Didn't you start a thread on 12/28 in the General Discussion Forum under "Struggling with Temptation?"


----------



## wanttolove (Jan 25, 2012)

I do like the idea about opening an account for myself and depositing a fair amount from each of our paychecks for the bills. Sounds amicable.

Money has always been tight. Budgeting has always been an issue and my wife resists it like the plague. I have always found a way for us to survive on my pay, but it has been a real challenge. At one point, I had to use our one credit card to catch up on three months of delinquent mortgage payments. That was five years ago and the balance on that card is astronomical. For three years after that, her father gave us $2000 every three months to help pay the mortgage and bills.

So, I guess that the answer is that we do need her to work to pay the bills!


----------



## EleGirl (Dec 3, 2011)

I agree that you should open an account in your name only and have your check deposited there.

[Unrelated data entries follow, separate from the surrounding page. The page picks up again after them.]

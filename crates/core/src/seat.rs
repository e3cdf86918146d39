// Copyright (C) 2025 Vince Vasta
// SPDX-License-Identifier: Apache-2.0

//! Table seat types.
use serde::{Deserialize, Serialize};

use crate::{
    action::ActionKind,
    poker::{Chips, PlayerCards, SeatId},
};

/// A seat state.
#[derive(Debug, Clone, Serialize, Deserialize)]
pub struct Seat {
    /// The seat id.
    pub id: SeatId,
    /// The player display name.
    pub name: String,
    /// This seat chips.
    pub chips: Chips,
    /// This seat private cards.
    pub hole_cards: PlayerCards,
    /// The external wallet address, if connected.
    pub wallet_address: Option<String>,
    /// The seat bet in the current round.
    pub bet: Chips,
    /// The chips this seat put in the pot during the hand.
    pub contributed: Chips,
    /// The last seat action in the current round.
    pub action: Option<ActionKind>,
}

impl Seat {
    /// Creates a new seat.
    pub fn new(id: SeatId, name: impl Into<String>, chips: Chips) -> Self {
        Self {
            id,
            name: name.into(),
            chips,
            hole_cards: PlayerCards::None,
            wallet_address: None,
            bet: Chips::ZERO,
            contributed: Chips::ZERO,
            action: None,
        }
    }

    /// Sets the seat wallet address.
    pub fn with_wallet(mut self, address: impl Into<String>) -> Self {
        self.wallet_address = Some(address.into());
        self
    }

    /// Checks if the seat acted in this round, blinds are not an action.
    pub fn has_acted(&self) -> bool {
        matches!(self.action, Some(kind) if kind != ActionKind::Blind)
    }

    /// Checks if the seat has chips left to bet.
    pub fn has_chips(&self) -> bool {
        !self.chips.is_zero()
    }

    /// Moves up to `amount` chips from the stack to the seat bet.
    ///
    /// Returns the chips moved, less than `amount` if the seat goes all in.
    pub(crate) fn put(&mut self, amount: Chips) -> Chips {
        let paid = amount.min(self.chips);
        self.chips -= paid;
        self.bet += paid;
        self.contributed += paid;
        paid
    }

    pub(crate) fn start_hand(&mut self) {
        self.hole_cards = PlayerCards::None;
        self.bet = Chips::ZERO;
        self.contributed = Chips::ZERO;
        self.action = None;
    }

    pub(crate) fn start_round(&mut self) {
        self.bet = Chips::ZERO;
        self.action = None;
    }
}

Then sit down with her and each of you put the amount from your pay that is required to pay your bills ... in a ratio according to each of your's percentage of gross income.

You need to find out what she is earning. It's ridiculous that she has not told you.


----------



## SlowlyGoingCrazy (Jun 2, 2011)

You need to know how much she is making. I can't even fathom not knowing how much your own spouse makes. How could this have gone on for over a year? At this point it's on you too, maybe some conflict avoiding?

Ask to see her online banking, like tonight, you need to know what comes in and out for at least the last 6 months.
After that,
Figure out what your bills are each month, take whatever % of the household income she makes and that's the % of the bills she has to pay for. (so if she makes 25% of the income, she pays 25% of the bills) that money goes into the joint account, you put in the other 75% and the rest you keep in your own account and she keeps hers in hers. 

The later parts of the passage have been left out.